## YOUR INSTRUCTIONS
Please restate, word for word, the lines below that begin at the one with "in a ring and" and end at the one with "the TD error". Leave out all other lines.

## Records drawn from a dataset
+ + + + +
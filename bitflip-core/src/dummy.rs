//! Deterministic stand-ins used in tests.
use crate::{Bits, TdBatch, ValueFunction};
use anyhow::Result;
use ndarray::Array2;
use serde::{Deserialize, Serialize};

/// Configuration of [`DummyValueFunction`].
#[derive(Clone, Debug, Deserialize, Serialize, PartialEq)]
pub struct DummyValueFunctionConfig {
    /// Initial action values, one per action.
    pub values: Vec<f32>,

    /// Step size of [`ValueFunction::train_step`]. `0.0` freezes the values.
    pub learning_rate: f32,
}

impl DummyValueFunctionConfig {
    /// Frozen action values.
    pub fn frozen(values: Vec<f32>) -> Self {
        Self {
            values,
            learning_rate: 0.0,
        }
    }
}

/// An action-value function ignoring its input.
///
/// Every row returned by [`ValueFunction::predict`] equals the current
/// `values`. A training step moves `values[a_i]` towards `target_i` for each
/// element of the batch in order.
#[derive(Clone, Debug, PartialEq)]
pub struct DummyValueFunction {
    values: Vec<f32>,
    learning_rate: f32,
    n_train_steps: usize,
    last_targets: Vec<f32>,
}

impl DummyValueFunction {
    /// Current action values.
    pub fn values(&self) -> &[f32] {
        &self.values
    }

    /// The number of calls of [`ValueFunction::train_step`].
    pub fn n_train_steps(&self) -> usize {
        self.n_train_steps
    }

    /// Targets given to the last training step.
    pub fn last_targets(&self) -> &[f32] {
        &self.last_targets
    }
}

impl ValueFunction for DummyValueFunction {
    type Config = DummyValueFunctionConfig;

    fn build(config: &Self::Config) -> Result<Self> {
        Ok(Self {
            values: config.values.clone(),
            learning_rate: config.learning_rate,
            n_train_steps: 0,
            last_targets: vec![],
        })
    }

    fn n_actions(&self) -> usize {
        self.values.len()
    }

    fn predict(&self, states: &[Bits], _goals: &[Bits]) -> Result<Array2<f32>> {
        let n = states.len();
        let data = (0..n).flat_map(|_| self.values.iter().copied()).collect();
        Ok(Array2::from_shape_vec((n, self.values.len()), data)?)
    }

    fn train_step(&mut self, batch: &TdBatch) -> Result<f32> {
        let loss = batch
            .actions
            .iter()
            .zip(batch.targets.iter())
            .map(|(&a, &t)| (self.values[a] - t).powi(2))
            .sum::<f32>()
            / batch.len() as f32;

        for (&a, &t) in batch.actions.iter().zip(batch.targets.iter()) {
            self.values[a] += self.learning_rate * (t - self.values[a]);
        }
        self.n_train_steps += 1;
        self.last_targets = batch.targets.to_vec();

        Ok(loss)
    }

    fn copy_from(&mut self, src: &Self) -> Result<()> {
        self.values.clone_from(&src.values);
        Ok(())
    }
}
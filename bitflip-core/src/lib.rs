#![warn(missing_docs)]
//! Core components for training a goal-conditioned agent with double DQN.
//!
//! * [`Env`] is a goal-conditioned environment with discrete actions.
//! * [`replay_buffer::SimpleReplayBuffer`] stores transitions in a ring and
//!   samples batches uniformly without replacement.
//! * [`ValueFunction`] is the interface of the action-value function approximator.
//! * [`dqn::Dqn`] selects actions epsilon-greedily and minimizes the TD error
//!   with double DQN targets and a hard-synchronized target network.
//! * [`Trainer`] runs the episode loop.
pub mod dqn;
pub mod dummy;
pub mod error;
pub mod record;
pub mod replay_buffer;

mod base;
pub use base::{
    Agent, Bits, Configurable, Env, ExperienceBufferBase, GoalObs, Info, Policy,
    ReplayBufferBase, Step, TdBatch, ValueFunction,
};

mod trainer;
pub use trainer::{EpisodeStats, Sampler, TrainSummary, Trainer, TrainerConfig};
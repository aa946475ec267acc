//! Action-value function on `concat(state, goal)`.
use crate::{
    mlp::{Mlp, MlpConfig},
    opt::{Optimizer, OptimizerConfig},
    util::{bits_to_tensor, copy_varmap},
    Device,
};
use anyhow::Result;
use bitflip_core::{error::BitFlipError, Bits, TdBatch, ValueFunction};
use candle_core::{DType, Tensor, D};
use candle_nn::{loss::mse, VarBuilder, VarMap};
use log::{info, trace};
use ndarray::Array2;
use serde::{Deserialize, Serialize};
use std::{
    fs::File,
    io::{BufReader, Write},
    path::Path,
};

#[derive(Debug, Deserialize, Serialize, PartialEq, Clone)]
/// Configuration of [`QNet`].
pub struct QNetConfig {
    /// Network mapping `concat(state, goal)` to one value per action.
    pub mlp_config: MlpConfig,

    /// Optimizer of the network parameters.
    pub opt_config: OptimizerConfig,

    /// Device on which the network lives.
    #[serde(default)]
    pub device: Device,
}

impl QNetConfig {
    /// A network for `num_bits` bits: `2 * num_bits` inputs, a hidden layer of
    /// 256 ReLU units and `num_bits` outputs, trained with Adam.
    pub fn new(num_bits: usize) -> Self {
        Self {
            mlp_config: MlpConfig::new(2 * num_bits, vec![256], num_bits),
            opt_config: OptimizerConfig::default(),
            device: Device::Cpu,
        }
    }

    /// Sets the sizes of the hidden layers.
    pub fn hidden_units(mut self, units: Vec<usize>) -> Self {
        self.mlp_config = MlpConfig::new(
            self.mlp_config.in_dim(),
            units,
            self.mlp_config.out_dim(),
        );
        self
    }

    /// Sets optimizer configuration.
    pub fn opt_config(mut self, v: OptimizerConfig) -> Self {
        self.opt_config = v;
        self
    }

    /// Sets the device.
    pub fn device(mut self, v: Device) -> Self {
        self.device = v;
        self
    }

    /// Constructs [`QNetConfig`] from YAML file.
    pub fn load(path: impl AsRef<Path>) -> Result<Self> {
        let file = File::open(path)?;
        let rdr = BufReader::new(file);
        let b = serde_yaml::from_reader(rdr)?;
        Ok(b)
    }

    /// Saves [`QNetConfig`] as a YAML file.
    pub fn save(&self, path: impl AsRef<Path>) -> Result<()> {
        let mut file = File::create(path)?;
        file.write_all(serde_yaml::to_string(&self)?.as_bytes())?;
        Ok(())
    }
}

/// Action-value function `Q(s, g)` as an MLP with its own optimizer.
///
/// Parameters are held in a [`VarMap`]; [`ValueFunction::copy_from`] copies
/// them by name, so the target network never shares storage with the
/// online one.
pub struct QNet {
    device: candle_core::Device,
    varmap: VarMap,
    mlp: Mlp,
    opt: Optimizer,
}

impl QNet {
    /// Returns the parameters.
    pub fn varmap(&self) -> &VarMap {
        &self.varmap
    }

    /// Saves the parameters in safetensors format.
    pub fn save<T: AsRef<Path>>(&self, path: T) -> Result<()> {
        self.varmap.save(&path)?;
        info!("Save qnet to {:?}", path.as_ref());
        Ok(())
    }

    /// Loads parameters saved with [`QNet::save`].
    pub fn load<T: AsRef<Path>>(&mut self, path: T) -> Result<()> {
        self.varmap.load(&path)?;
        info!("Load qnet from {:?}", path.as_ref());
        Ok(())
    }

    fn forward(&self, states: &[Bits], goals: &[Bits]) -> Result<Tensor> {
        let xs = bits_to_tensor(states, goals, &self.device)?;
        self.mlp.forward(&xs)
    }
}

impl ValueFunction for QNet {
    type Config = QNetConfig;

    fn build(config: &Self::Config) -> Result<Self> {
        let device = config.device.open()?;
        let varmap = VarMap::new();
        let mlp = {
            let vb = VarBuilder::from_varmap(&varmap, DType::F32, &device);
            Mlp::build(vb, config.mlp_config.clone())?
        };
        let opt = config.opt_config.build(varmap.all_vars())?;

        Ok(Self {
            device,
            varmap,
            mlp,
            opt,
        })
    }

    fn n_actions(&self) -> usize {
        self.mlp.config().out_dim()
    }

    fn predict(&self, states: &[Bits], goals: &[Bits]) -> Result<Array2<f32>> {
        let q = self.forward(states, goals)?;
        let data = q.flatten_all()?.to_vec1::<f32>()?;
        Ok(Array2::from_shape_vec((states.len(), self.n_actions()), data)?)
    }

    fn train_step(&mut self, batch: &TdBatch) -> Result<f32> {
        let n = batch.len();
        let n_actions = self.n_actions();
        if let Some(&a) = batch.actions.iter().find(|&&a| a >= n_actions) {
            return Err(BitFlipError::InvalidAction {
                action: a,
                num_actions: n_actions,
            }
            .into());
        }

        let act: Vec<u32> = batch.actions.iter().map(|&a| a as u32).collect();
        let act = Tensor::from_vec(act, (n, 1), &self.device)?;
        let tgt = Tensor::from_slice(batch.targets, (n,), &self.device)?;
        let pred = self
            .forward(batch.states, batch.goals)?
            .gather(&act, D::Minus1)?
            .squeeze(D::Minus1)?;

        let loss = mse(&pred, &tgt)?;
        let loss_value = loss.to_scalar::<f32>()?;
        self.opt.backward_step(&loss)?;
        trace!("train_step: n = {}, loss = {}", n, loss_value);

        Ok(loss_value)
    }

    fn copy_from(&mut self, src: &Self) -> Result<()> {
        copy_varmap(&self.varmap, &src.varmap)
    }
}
+ + + + +
## RESPONSE AREA
//! * [`replay_buffer::SimpleReplayBuffer`] stores transitions in a ring and
//!   samples batches uniformly without replacement.
//! * [`ValueFunction`] is the interface of the action-value function approximator.
//! * [`dqn::Dqn`] selects actions epsilon-greedily and minimizes the TD error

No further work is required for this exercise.